Pero el peligro en que nos encontramos es aún más complejo. A las variables de inflación y falta de crecimiento se suma la fuerte disminución del comercio global de 10.8% en 2021 a 4.7% en 2022 mientras la CEPAL estima que el incremento de los precios de las materias primas (que el Perú está desperdiciado) se estabilice el próximo año restando ingresos por ventas de minerales.
Esa realidad será difícil de superar no sólo porque la demanda externa puede no crecer lo suficiente sino porque la inversión en la región ha seguido un curso decreciente desde el 2008. En términos del PBI, la inversión en América Latina representa hoy apenas 19.5%, algo menos de la mitad de la que ocurre en las economías emergentes (33.2%) y bien por debajo del promedio mundial (26.8%) mientras que la brecha de productividad laboral (en relación a Estados Unidos) no hace más que ampliarse.
Ello ocurre mientras la tasa de formación bruta de capital viene cayendo desde el 2010 por lo menos mientras que la deuda externa se incrementa a cerca de US$ 350 mil millones (en el Perú esa relación, con menor carga de endeudamiento, aún está bajo control).

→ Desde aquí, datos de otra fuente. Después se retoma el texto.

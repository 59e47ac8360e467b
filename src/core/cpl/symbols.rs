//! Purpose: Bind the CPL runtime's exported functions into one typed capability table.
//! Exports: `SymbolSource`, `DynamicModule`, `CplSymbols`.
//! Role: The only place where untyped loader addresses become typed function pointers.
//! Invariants: Every required symbol resolves or the whole bind fails with `IncompleteAbi`.
//! Invariants: Optional symbols are recorded as `None` and never fail a bind.
//! Invariants: Alias lists are tried in order; the first name is the canonical one.

use std::ffi::CStr;
use std::os::raw::c_void;
use std::path::{Path, PathBuf};

use super::sys::*;
use crate::core::error::{Error, ErrorKind};

/// Resolves exported symbol names to addresses.
///
/// Production code resolves through the dynamic loader; tests can back this
/// with a table of in-process functions.
pub trait SymbolSource: Send + Sync {
    fn resolve(&self, name: &CStr) -> Option<*const c_void>;
}

/// A shared object opened through the platform dynamic loader.
pub struct DynamicModule {
    path: PathBuf,
    library: libloading::Library,
}

impl DynamicModule {
    pub fn open(path: &Path) -> Result<Self, Error> {
        // SAFETY: opening a module runs its initializers; recipe modules are trusted plugins.
        let library = unsafe { libloading::Library::new(path) }.map_err(|err| {
            Error::new(ErrorKind::ModuleNotFound)
                .with_message("cannot open shared library")
                .with_path(path)
                .with_source(err)
        })?;
        Ok(Self {
            path: path.to_path_buf(),
            library,
        })
    }

    pub fn path(&self) -> &Path {
        &self.path
    }
}

impl SymbolSource for DynamicModule {
    fn resolve(&self, name: &CStr) -> Option<*const c_void> {
        // SAFETY: the address is only reinterpreted through the signatures declared in `sys`.
        let symbol = unsafe {
            self.library
                .get::<*const c_void>(name.to_bytes_with_nul())
                .ok()?
        };
        let address = *symbol;
        (!address.is_null()).then_some(address)
    }
}

fn resolve_as<T: Copy>(source: &dyn SymbolSource, names: &[&CStr]) -> Option<T> {
    debug_assert_eq!(size_of::<T>(), size_of::<*const c_void>());
    let address = names.iter().find_map(|name| source.resolve(name))?;
    // SAFETY: T is always one of the `extern "C" fn` pointer aliases from `sys`.
    Some(unsafe { std::mem::transmute_copy::<*const c_void, T>(&address) })
}

macro_rules! cpl_symbols {
    (
        required { $( $field:ident : $ty:ty = [ $( $name:literal ),+ ] ; )* }
        optional { $( $ofield:ident : $oty:ty = [ $( $oname:literal ),+ ] ; )* }
    ) => {
        /// Typed function pointers for one CPL runtime build.
        #[derive(Clone, Copy)]
        pub struct CplSymbols {
            $( pub $field: $ty, )*
            $( pub $ofield: Option<$oty>, )*
        }

        impl CplSymbols {
            /// Canonical names of every symbol a module must export.
            pub const REQUIRED: &'static [&'static CStr] = &[ $( [ $( $name ),+ ][0], )* ];

            /// Canonical names of the symbols that may be absent.
            pub const OPTIONAL: &'static [&'static CStr] = &[ $( [ $( $oname ),+ ][0], )* ];

            pub fn bind(source: &dyn SymbolSource) -> Result<Self, Error> {
                let mut missing: Vec<&'static CStr> = Vec::new();
                $(
                    let $field: Option<$ty> = resolve_as(source, &[ $( $name ),+ ]);
                    if $field.is_none() {
                        missing.push([ $( $name ),+ ][0]);
                    }
                )*
                match ( $( $field, )* ) {
                    ( $( Some($field), )* ) => Ok(Self {
                        $( $field, )*
                        $( $ofield: resolve_as(source, &[ $( $oname ),+ ]), )*
                    }),
                    _ => Err(incomplete_abi(&missing)),
                }
            }

            /// Availability of each optional capability, by canonical symbol name.
            pub fn optional_capabilities(&self) -> Vec<(&'static str, bool)> {
                vec![ $( (
                    [ $( $oname ),+ ][0].to_str().unwrap_or_default(),
                    self.$ofield.is_some(),
                ), )* ]
            }
        }
    };
}

fn incomplete_abi(missing: &[&CStr]) -> Error {
    let names = missing
        .iter()
        .map(|name| name.to_string_lossy())
        .collect::<Vec<_>>()
        .join(", ");
    Error::new(ErrorKind::IncompleteAbi)
        .with_message(format!("missing required symbols: {names}"))
        .with_hint("The module was built against a CPL release this runner has no mapping for.")
}

cpl_symbols! {
    required {
        init: InitFn = [c"cpl_init"];
        end: VoidFn = [c"cpl_end"];
        get_description: DescriptionFn = [c"cpl_get_description"];
        version_get_major: UintFn = [c"cpl_version_get_major"];
        version_get_minor: UintFn = [c"cpl_version_get_minor"];
        version_get_micro: UintFn = [c"cpl_version_get_micro"];
        version_get_version: StrFn = [c"cpl_version_get_version"];
        memory_dump: VoidFn = [c"cpl_memory_dump"];
        memory_is_empty: IntFn = [c"cpl_memory_is_empty"];
        free: FreeFn = [c"cpl_free"];

        plugin_get_author: PluginStrFn = [c"cpl_plugin_get_author"];
        plugin_get_copyright: PluginStrFn = [c"cpl_plugin_get_copyright"];
        plugin_get_deinit: PluginFuncGetter = [c"cpl_plugin_get_deinit"];
        plugin_get_description: PluginStrFn = [c"cpl_plugin_get_description"];
        plugin_get_email: PluginStrFn = [c"cpl_plugin_get_email"];
        plugin_get_exec: PluginFuncGetter = [c"cpl_plugin_get_exec"];
        plugin_get_init: PluginFuncGetter = [c"cpl_plugin_get_init"];
        plugin_get_name: PluginStrFn = [c"cpl_plugin_get_name"];
        plugin_get_synopsis: PluginStrFn = [c"cpl_plugin_get_synopsis"];
        plugin_get_version: PluginVersionFn = [c"cpl_plugin_get_version"];
        plugin_get_version_string: PluginOwnedStrFn = [c"cpl_plugin_get_version_string"];
        pluginlist_delete: PluginListDeleteFn = [c"cpl_pluginlist_delete"];
        pluginlist_find: PluginListFindFn = [c"cpl_pluginlist_find"];
        pluginlist_get_first: PluginListIterFn = [c"cpl_pluginlist_get_first"];
        pluginlist_get_next: PluginListIterFn = [c"cpl_pluginlist_get_next"];
        pluginlist_new: PluginListNewFn = [c"cpl_pluginlist_new"];

        dfs_update_product_header: FramesetStatusFn = [c"cpl_dfs_update_product_header"];

        msg_error: MsgErrorFn = [c"cpl_msg_error"];
        error_get_code: IntFn = [c"cpl_error_get_code"];
        error_get_file: StrFn = [c"cpl_error_get_file"];
        error_get_function: StrFn = [c"cpl_error_get_function"];
        error_get_line: UintFn = [c"cpl_error_get_line"];
        error_get_message: StrFn = [c"cpl_error_get_message"];
        error_reset: VoidFn = [c"cpl_error_reset"];
        error_set_message_macro: ErrorSetMessageFn = [c"cpl_error_set_message_macro"];
        errorstate_dump: ErrorStateDumpFn = [c"cpl_errorstate_dump"];
        errorstate_get: IntFn = [c"cpl_errorstate_get"];

        frame_get_filename: FrameGetStrFn = [c"cpl_frame_get_filename"];
        frame_get_group: FrameGetGroupFn = [c"cpl_frame_get_group"];
        frame_get_tag: FrameGetStrFn = [c"cpl_frame_get_tag"];
        frame_new: FrameNewFn = [c"cpl_frame_new"];
        frame_set_filename: FrameSetStrFn = [c"cpl_frame_set_filename"];
        frame_set_tag: FrameSetStrFn = [c"cpl_frame_set_tag"];
        frameset_delete: FramesetDeleteFn = [c"cpl_frameset_delete"];
        frameset_get_position: FramesetGetPositionFn =
            [c"cpl_frameset_get_position", c"cpl_frameset_get_frame"];
        frameset_get_size: FramesetGetSizeFn = [c"cpl_frameset_get_size"];
        frameset_insert: FramesetInsertFn = [c"cpl_frameset_insert"];
        frameset_new: FramesetNewFn = [c"cpl_frameset_new"];

        msg_set_level: MsgSetLevelFn = [c"cpl_msg_set_level"];
        msg_set_log_level: MsgSetLogLevelFn = [c"cpl_msg_set_log_level"];
        msg_set_log_name: MsgSetLogNameFn = [c"cpl_msg_set_log_name"];
        msg_stop_log: MsgStopLogFn = [c"cpl_msg_stop_log"];

        parameter_get_alias: ParamAliasFn = [c"cpl_parameter_get_alias"];
        parameter_get_class: ParamClassFn = [c"cpl_parameter_get_class"];
        parameter_get_context: ParamStrFn = [c"cpl_parameter_get_context"];
        parameter_get_default_bool: ParamIntFn = [c"cpl_parameter_get_default_bool"];
        parameter_get_default_double: ParamDoubleFn = [c"cpl_parameter_get_default_double"];
        parameter_get_default_int: ParamIntFn = [c"cpl_parameter_get_default_int"];
        parameter_get_default_string: ParamStrFn = [c"cpl_parameter_get_default_string"];
        parameter_get_enum_double: ParamEnumDoubleFn = [c"cpl_parameter_get_enum_double"];
        parameter_get_enum_int: ParamEnumIntFn = [c"cpl_parameter_get_enum_int"];
        parameter_get_enum_size: ParamIntFn = [c"cpl_parameter_get_enum_size"];
        parameter_get_enum_string: ParamEnumStrFn = [c"cpl_parameter_get_enum_string"];
        parameter_get_help: ParamStrFn = [c"cpl_parameter_get_help"];
        parameter_get_name: ParamStrFn = [c"cpl_parameter_get_name"];
        parameter_get_range_max_double: ParamDoubleFn = [c"cpl_parameter_get_range_max_double"];
        parameter_get_range_max_int: ParamIntFn = [c"cpl_parameter_get_range_max_int"];
        parameter_get_range_min_double: ParamDoubleFn = [c"cpl_parameter_get_range_min_double"];
        parameter_get_range_min_int: ParamIntFn = [c"cpl_parameter_get_range_min_int"];
        parameter_get_type: ParamTypeFn = [c"cpl_parameter_get_type"];
        parameter_is_enabled: ParamEnabledFn = [c"cpl_parameter_is_enabled"];
        parameter_set_bool: ParamSetIntFn = [c"cpl_parameter_set_bool"];
        parameter_set_double: ParamSetDoubleFn = [c"cpl_parameter_set_double"];
        parameter_set_int: ParamSetIntFn = [c"cpl_parameter_set_int"];
        parameter_set_string: ParamSetStrFn = [c"cpl_parameter_set_string"];
        parameterlist_delete: ParamListDeleteFn = [c"cpl_parameterlist_delete"];
        parameterlist_find: ParamListFindFn = [c"cpl_parameterlist_find"];
        parameterlist_get_first: ParamListIterFn = [c"cpl_parameterlist_get_first"];
        parameterlist_get_next: ParamListIterFn = [c"cpl_parameterlist_get_next"];
        parameterlist_get_size: ParamListSizeFn = [c"cpl_parameterlist_get_size"];

        recipeconfig_get_inputs: RecipeConfigTagListFn = [c"cpl_recipeconfig_get_inputs"];
        recipeconfig_get_max_count: RecipeConfigCountFn = [c"cpl_recipeconfig_get_max_count"];
        recipeconfig_get_min_count: RecipeConfigCountFn = [c"cpl_recipeconfig_get_min_count"];
        recipeconfig_get_outputs: RecipeConfigTagListFn = [c"cpl_recipeconfig_get_outputs"];
        recipeconfig_get_tags: RecipeConfigListFn = [c"cpl_recipeconfig_get_tags"];
    }
    optional {
        dfs_sign_products: SignProductsFn = [c"cpl_dfs_sign_products"];
        get_recipeconfig: RecipeConfigHookFn = [c"muse_processing_get_recipeconfig"];
        frame_set_group: FrameSetGroupFn = [c"cpl_frame_set_group"];
    }
}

Como consecuencia la recuperación del empleo es extremadamente lenta en el área (30% de los empleos perdidos en el 2020 -la pandemia- no se han recuperado en 2021) según la CEPAL. Y por tanto el malestar social es creciente.
En este marco, en que el consumo interno deviene en casi el único factor de crecimiento mientras las exportaciones no son aprovechadas en todo su potencial en la región, las remesas adquieren mayor valor que una simple transferencia.
En consecuencia, si la brecha de desarrollo entre las economías latinoamericanas y las desarrolladas es creciente, la capacidad de recuperación es menor, las exportaciones no se diversifican ni se aprovechan adecuadamente y la inversión no fluye mientras la inflación crece y el crecimiento se estanca, la región no sólo agrega inmenso riesgo a su futuro cercano. También revierte hacia una mayor dependencia como en los viejos tiempos en un escenario de creciente fragmentación global, de desinstitucionalización del orden y de fuerte pérdida de confianza entre lo Estados y los agentes económicos.
Si el Perú no tiene capacidades suficientes para cambiar las fuerzas económicas que lo atrapan, sí pude intentar atenuar su vulnerabilidad disminuyendo su grado de exposición al embate externo, gestionar mejor la complejidad de un ambiente disfuncional y hostil, incrementar su capacidad de recuperación y disminuir los términos de su desinserción.
Pero para ello se requiere de instituciones eficientes y de un liderazgo político responsable, efectivamente alerta a los riesgos y adecuadamente arraigado; de un sector privado predispuesto a contribuir a sanear el cuadro macroeconómico mientras mejora el microeconómico; y de una gestión externa capaz de lograr cooperación efectiva y razonable (p.e. mejorar el acceso a los Derechos Especiales de Giro) y de procurar integración regional real basada en intereses coincidentes antes que ideológicos .
Ello es opuesto a la generación de morosas expectativas como las que prometen la afluencia masiva de inversión extranjera que escapa de países en guerra (Rusia) (o huye de medidas coercitivas -China-). Y también contrario a gobiernos incapaces indispuestos a tomar nota de la realidad y de admitir ayuda ilustrada.
Ningún Estado puede sacrificar su sobrevivencia al abuso de reglas de apariencia democrática y menos a persistir en manos de un gobierno que, en circunstancias límite, disuelve sin reparos lo que queda del bien público y de la organización social a la que se debe.